_YOUR GOAL_.
Please state in a single number how many lines of the entries below include the word "Loading".

SOURCE MATERIAL Block Start

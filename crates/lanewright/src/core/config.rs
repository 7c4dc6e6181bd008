//! Pipeline configuration
//!
//! One explicit [`PipelineConfig`] value carries every tunable of a run:
//! layout geometry, the retry schedule, and the remote service settings.
//! It is loaded from TOML (sections `[layout]`, `[hierarchy]`, `[retry]`,
//! `[canvas]`, `[tasks]`) and then patched from `LANEWRIGHT_*` environment
//! variables.

use std::{
    fmt, fs,
    path::{Path, PathBuf},
};

use serde::{Deserialize, Serialize};
use tracing::{debug, info};

use super::error::ProcessError;
use super::retry::RetryPolicy;

/// Config file looked up in the working directory when no path is given
pub const LOCAL_CONFIG_FILE: &str = "lanewright.toml";

pub const ENV_ICON_BASE_URL: &str = "LANEWRIGHT_ICON_BASE_URL";
pub const ENV_CANVAS_TOKEN: &str = "LANEWRIGHT_CANVAS_TOKEN";
pub const ENV_TASKS_TOKEN: &str = "LANEWRIGHT_TASKS_TOKEN";

/// Geometry and ordering knobs of the swimlane layout
#[derive(Debug, Clone, PartialEq, Serialize, Deserialize)]
#[serde(default)]
pub struct LayoutConfig {
    /// Minimum height of one lane band
    pub lane_height: f64,
    /// Horizontal gap between two columns
    pub column_spacing: f64,
    pub margin_top: f64,
    pub margin_left: f64,
    /// Width of the actor label strip on the left of each lane
    pub lane_label_width: f64,
    /// Inner vertical padding of a lane band
    pub lane_padding: f64,
    /// X of the first column
    pub content_offset_x: f64,
    /// Vertical gap between stacked elements of one cell
    pub row_spacing: f64,
    /// Space reserved under events for their label
    pub label_below_height: f64,
    pub min_canvas_width: f64,
    pub min_canvas_height: f64,
    pub canvas_margin: f64,
    /// Public location of the icon library; icons are omitted when unset
    pub icon_base_url: Option<String>,
    /// Actor used for elements that carry none
    pub default_actor: Option<String>,
    /// Append declared actors without elements as empty lanes
    pub include_empty_lanes: bool,
    /// Upper bound on row ordering sweeps
    pub ordering_passes: usize,
}

impl Default for LayoutConfig {
    fn default() -> Self {
        Self {
            lane_height: 200.0,
            column_spacing: 150.0,
            margin_top: 100.0,
            margin_left: 50.0,
            lane_label_width: 60.0,
            lane_padding: 20.0,
            content_offset_x: 250.0,
            row_spacing: 30.0,
            label_below_height: 40.0,
            min_canvas_width: 4000.0,
            min_canvas_height: 3000.0,
            canvas_margin: 100.0,
            icon_base_url: None,
            default_actor: None,
            include_empty_lanes: false,
            ordering_passes: 4,
        }
    }
}

impl LayoutConfig {
    /// Reject values that would produce overlapping or inverted geometry
    pub fn validate(&self) -> Result<(), ProcessError> {
        let non_negative = [
            ("column_spacing", self.column_spacing),
            ("margin_top", self.margin_top),
            ("margin_left", self.margin_left),
            ("lane_label_width", self.lane_label_width),
            ("lane_padding", self.lane_padding),
            ("content_offset_x", self.content_offset_x),
            ("row_spacing", self.row_spacing),
            ("label_below_height", self.label_below_height),
            ("canvas_margin", self.canvas_margin),
            ("min_canvas_width", self.min_canvas_width),
            ("min_canvas_height", self.min_canvas_height),
        ];
        for (name, value) in non_negative {
            if !(value >= 0.0) {
                return Err(ProcessError::config_error(format!(
                    "layout.{} must be non-negative, got {}",
                    name, value
                )));
            }
        }
        if !(self.lane_height > 0.0) {
            return Err(ProcessError::config_error(format!(
                "layout.lane_height must be positive, got {}",
                self.lane_height
            )));
        }
        Ok(())
    }
}

/// Sizes of the value chain and SIPOC overview boards
#[derive(Debug, Clone, PartialEq, Serialize, Deserialize)]
#[serde(default)]
pub struct HierarchyConfig {
    pub macro_width: f64,
    pub macro_height: f64,
    /// Gap between macroprocesses of one band
    pub macro_spacing_x: f64,
    /// Gap between bands
    pub macro_spacing_y: f64,
    pub sipoc_column_width: f64,
    pub sipoc_column_spacing: f64,
    pub sipoc_row_height: f64,
}

impl Default for HierarchyConfig {
    fn default() -> Self {
        Self {
            macro_width: 180.0,
            macro_height: 80.0,
            macro_spacing_x: 40.0,
            macro_spacing_y: 30.0,
            sipoc_column_width: 200.0,
            sipoc_column_spacing: 30.0,
            sipoc_row_height: 50.0,
        }
    }
}

impl HierarchyConfig {
    pub fn validate(&self) -> Result<(), ProcessError> {
        let positive = [
            ("macro_width", self.macro_width),
            ("macro_height", self.macro_height),
            ("sipoc_column_width", self.sipoc_column_width),
            ("sipoc_row_height", self.sipoc_row_height),
        ];
        for (name, value) in positive {
            if !(value > 0.0) {
                return Err(ProcessError::config_error(format!(
                    "hierarchy.{} must be positive, got {}",
                    name, value
                )));
            }
        }
        let non_negative = [
            ("macro_spacing_x", self.macro_spacing_x),
            ("macro_spacing_y", self.macro_spacing_y),
            ("sipoc_column_spacing", self.sipoc_column_spacing),
        ];
        for (name, value) in non_negative {
            if !(value >= 0.0) {
                return Err(ProcessError::config_error(format!(
                    "hierarchy.{} must be non-negative, got {}",
                    name, value
                )));
            }
        }
        Ok(())
    }
}

/// Whiteboard service settings
#[derive(Clone, Default, PartialEq, Serialize, Deserialize)]
#[serde(default)]
pub struct CanvasConfig {
    /// Prefix added to every board name
    pub board_prefix: Option<String>,
    /// Team or workspace the boards are created in
    pub team_id: Option<String>,
    #[serde(skip_serializing)]
    pub token: Option<String>,
}

impl fmt::Debug for CanvasConfig {
    fn fmt(&self, f: &mut fmt::Formatter<'_>) -> fmt::Result {
        f.debug_struct("CanvasConfig")
            .field("board_prefix", &self.board_prefix)
            .field("team_id", &self.team_id)
            .field("token", &redacted(&self.token))
            .finish()
    }
}

/// Task service settings
#[derive(Clone, Default, PartialEq, Serialize, Deserialize)]
#[serde(default)]
pub struct TaskConfig {
    /// List the tasks are created in
    pub list_id: Option<String>,
    #[serde(skip_serializing)]
    pub token: Option<String>,
}

impl fmt::Debug for TaskConfig {
    fn fmt(&self, f: &mut fmt::Formatter<'_>) -> fmt::Result {
        f.debug_struct("TaskConfig")
            .field("list_id", &self.list_id)
            .field("token", &redacted(&self.token))
            .finish()
    }
}

fn redacted(secret: &Option<String>) -> &'static str {
    match secret {
        Some(_) => "[redacted]",
        None => "None",
    }
}

/// Complete configuration of a pipeline run
#[derive(Debug, Clone, Default, PartialEq, Serialize, Deserialize)]
#[serde(default)]
pub struct PipelineConfig {
    pub layout: LayoutConfig,
    pub hierarchy: HierarchyConfig,
    pub retry: RetryPolicy,
    pub canvas: CanvasConfig,
    pub tasks: TaskConfig,
}

impl PipelineConfig {
    /// Parse a TOML document; missing sections and keys take their defaults
    pub fn from_toml_str(content: &str) -> Result<Self, ProcessError> {
        let config: PipelineConfig = toml::from_str(content)
            .map_err(|e| ProcessError::config_error(format!("invalid TOML: {}", e)))?;
        config.layout.validate()?;
        config.hierarchy.validate()?;
        Ok(config)
    }

    /// Render as TOML (credentials are never written)
    pub fn to_toml_string(&self) -> Result<String, ProcessError> {
        toml::to_string(self).map_err(|e| ProcessError::config_error(e.to_string()))
    }

    /// Apply `LANEWRIGHT_*` overrides from the process environment
    pub fn apply_env_overrides(&mut self) {
        self.apply_overrides(|key| std::env::var(key).ok());
    }

    /// Apply overrides from an arbitrary variable lookup
    pub fn apply_overrides<F>(&mut self, lookup: F)
    where
        F: Fn(&str) -> Option<String>,
    {
        if let Some(url) = lookup(ENV_ICON_BASE_URL).filter(|v| !v.is_empty()) {
            debug!(icon_base_url = %url, "icon base URL overridden from environment");
            self.layout.icon_base_url = Some(url);
        }
        if let Some(token) = lookup(ENV_CANVAS_TOKEN).filter(|v| !v.is_empty()) {
            debug!("canvas token taken from environment");
            self.canvas.token = Some(token);
        }
        if let Some(token) = lookup(ENV_TASKS_TOKEN).filter(|v| !v.is_empty()) {
            debug!("tasks token taken from environment");
            self.tasks.token = Some(token);
        }
    }
}

/// Find and load configuration
///
/// Search order:
/// 1. Explicit path if provided (must exist)
/// 2. `lanewright.toml` in the working directory
/// 3. Defaults
///
/// Environment overrides are applied last.
pub fn load_config(explicit_path: Option<&Path>) -> Result<PipelineConfig, ProcessError> {
    let mut config = if let Some(path) = explicit_path {
        info!(path = %path.display(), "Loading configuration from explicit path");
        load_config_file(path)?
    } else if Path::new(LOCAL_CONFIG_FILE).exists() {
        info!(path = LOCAL_CONFIG_FILE, "Loading configuration from local path");
        load_config_file(Path::new(LOCAL_CONFIG_FILE))?
    } else {
        debug!("No configuration file found, using default configuration");
        PipelineConfig::default()
    };
    config.apply_env_overrides();
    Ok(config)
}

fn load_config_file(path: &Path) -> Result<PipelineConfig, ProcessError> {
    if !path.exists() {
        return Err(missing_file(path.to_path_buf()));
    }
    let content = fs::read_to_string(path)?;
    PipelineConfig::from_toml_str(&content)
}

fn missing_file(path: PathBuf) -> ProcessError {
    ProcessError::config_error(format!("missing configuration file: {}", path.display()))
}

#[cfg(test)]
mod tests {
    use super::*;
    use std::collections::HashMap;

    #[test]
    fn test_layout_defaults() {
        let config = LayoutConfig::default();
        assert_eq!(config.lane_height, 200.0);
        assert_eq!(config.column_spacing, 150.0);
        assert_eq!(config.content_offset_x, 250.0);
        assert_eq!(config.min_canvas_width, 4000.0);
        assert_eq!(config.ordering_passes, 4);
        assert!(config.icon_base_url.is_none());
    }

    #[test]
    fn test_partial_toml_keeps_defaults() {
        let config = PipelineConfig::from_toml_str(
            r#"
            [layout]
            lane_height = 260.0
            default_actor = "Operations"

            [retry]
            max_attempts = 5
            "#,
        )
        .unwrap();
        assert_eq!(config.layout.lane_height, 260.0);
        assert_eq!(config.layout.default_actor.as_deref(), Some("Operations"));
        assert_eq!(config.layout.column_spacing, 150.0);
        assert_eq!(config.retry.max_attempts, 5);
        assert_eq!(config.retry.initial_delay_ms, 500);
    }

    #[test]
    fn test_invalid_toml_is_config_error() {
        let err = PipelineConfig::from_toml_str("[layout\nlane_height = ").unwrap_err();
        assert!(matches!(err, ProcessError::Config { .. }));
    }

    #[test]
    fn test_validation_rejects_zero_lane_height() {
        let err = PipelineConfig::from_toml_str("[layout]\nlane_height = 0.0").unwrap_err();
        assert!(err.to_string().contains("lane_height"));
    }

    #[test]
    fn test_hierarchy_section() {
        let config = PipelineConfig::from_toml_str("[hierarchy]\nmacro_width = 220.0").unwrap();
        assert_eq!(config.hierarchy.macro_width, 220.0);
        assert_eq!(config.hierarchy.sipoc_column_width, 200.0);

        let err = PipelineConfig::from_toml_str("[hierarchy]\nmacro_spacing_y = -5.0").unwrap_err();
        assert!(err.to_string().contains("hierarchy.macro_spacing_y"));
    }

    #[test]
    fn test_layout_validation_covers_canvas_minimums() {
        let config = LayoutConfig {
            min_canvas_width: -1.0,
            ..LayoutConfig::default()
        };
        let err = config.validate().unwrap_err();
        assert!(err.to_string().contains("min_canvas_width"));
    }

    #[test]
    fn test_env_overrides() {
        let vars: HashMap<&str, &str> = [
            (ENV_ICON_BASE_URL, "https://icons.example.com/lib/"),
            (ENV_CANVAS_TOKEN, "canvas-secret"),
            (ENV_TASKS_TOKEN, ""),
        ]
        .into_iter()
        .collect();
        let mut config = PipelineConfig::default();
        config.apply_overrides(|key| vars.get(key).map(|v| v.to_string()));
        assert_eq!(
            config.layout.icon_base_url.as_deref(),
            Some("https://icons.example.com/lib/")
        );
        assert_eq!(config.canvas.token.as_deref(), Some("canvas-secret"));
        assert!(config.tasks.token.is_none());
    }

    #[test]
    fn test_debug_redacts_tokens() {
        let mut config = PipelineConfig::default();
        config.canvas.token = Some("canvas-secret".to_string());
        config.tasks.token = Some("tasks-secret".to_string());
        let rendered = format!("{:?}", config);
        assert!(!rendered.contains("canvas-secret"));
        assert!(!rendered.contains("tasks-secret"));
        assert!(rendered.contains("[redacted]"));
    }

    #[test]
    fn test_tokens_not_serialized() {
        let mut config = PipelineConfig::default();
        config.canvas.token = Some("canvas-secret".to_string());
        let toml = config.to_toml_string().unwrap();
        assert!(!toml.contains("canvas-secret"));
    }

    #[test]
    fn test_missing_explicit_file() {
        let err = load_config(Some(Path::new("/definitely/not/here.toml"))).unwrap_err();
        assert!(err.to_string().contains("missing configuration file"));
    }
}
/// A step of a business process with all its metadata
#[derive(Debug, Clone, PartialEq, Eq, Serialize, Deserialize)]
#[serde(try_from = "ElementDocument")]
pub struct ProcessElement {
    /// Unique identifier for the element
    pub id: String,
    /// Element kind and BPMN subtype
    #[serde(flatten)]
    pub kind: ElementKind,
    /// Display label
    pub label: String,
    /// Responsible actor, used as the swimlane key
    #[serde(default, skip_serializing_if = "Option::is_none")]
    pub actor: Option<String>,
    /// Free documentation text (task descriptions come from here)
    #[serde(default, skip_serializing_if = "Option::is_none")]
    pub description: Option<String>,
    /// Reference to a procedure document, e.g. `POP-001`
    #[serde(default, skip_serializing_if = "Option::is_none")]
    pub documentation_ref: Option<String>,
    /// Open rendering hints (`icon`, `color`, ...)
    #[serde(default, skip_serializing_if = "BTreeMap::is_empty")]
    pub hints: BTreeMap<String, String>,
}

impl ProcessElement {
    /// Create a new element of the given kind without an actor
    pub fn new(id: impl Into<String>, kind: ElementKind, label: impl Into<String>) -> Self {
        Self {
            id: id.into(),
            kind,
            label: label.into(),
            actor: None,
            description: None,
            documentation_ref: None,
            hints: BTreeMap::new(),
        }
    }

    /// Create a generic task owned by `actor`
    pub fn task(id: impl Into<String>, label: impl Into<String>, actor: impl Into<String>) -> Self {
        Self::new(id, ElementKind::task(TaskKind::Generic), label).with_actor(actor)
    }

    /// Create an exclusive gateway owned by `actor`
    pub fn gateway(
        id: impl Into<String>,
        label: impl Into<String>,
        actor: impl Into<String>,
    ) -> Self {
        Self::new(id, ElementKind::gateway(GatewayKind::Exclusive), label).with_actor(actor)
    }

    /// Create a plain start event owned by `actor`
    pub fn start(id: impl Into<String>, label: impl Into<String>, actor: impl Into<String>) -> Self {
        Self::new(id, ElementKind::start(EventTrigger::None), label).with_actor(actor)
    }

    /// Create a plain end event owned by `actor`
    pub fn end(id: impl Into<String>, label: impl Into<String>, actor: impl Into<String>) -> Self {
        Self::new(id, ElementKind::end(EventTrigger::None), label).with_actor(actor)
    }

    pub fn with_actor(mut self, actor: impl Into<String>) -> Self {
        self.actor = Some(actor.into());
        self
    }

    pub fn with_description(mut self, description: impl Into<String>) -> Self {
        self.description = Some(description.into());
        self
    }

    pub fn with_documentation_ref(mut self, reference: impl Into<String>) -> Self {
        self.documentation_ref = Some(reference.into());
        self
    }

    pub fn with_hint(mut self, key: impl Into<String>, value: impl Into<String>) -> Self {
        self.hints.insert(key.into(), value.into());
        self
    }

    /// Look up a rendering hint
    pub fn hint(&self, key: &str) -> Option<&str> {
        self.hints.get(key).map(String::as_str)
    }

    /// Actor with surrounding whitespace removed; blank counts as none
    pub fn assigned_actor(&self) -> Option<&str> {
        self.actor.as_deref().map(str::trim).filter(|a| !a.is_empty())
    }

    /// Element an annotation is attached to (`attached_to` hint)
    pub fn attached_to(&self) -> Option<&str> {
        self.hint(ATTACHED_TO_HINT).map(str::trim).filter(|a| !a.is_empty())
    }
}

SOURCE MATERIAL Block End

_SOLUTION TO THE PROBLEM_.
2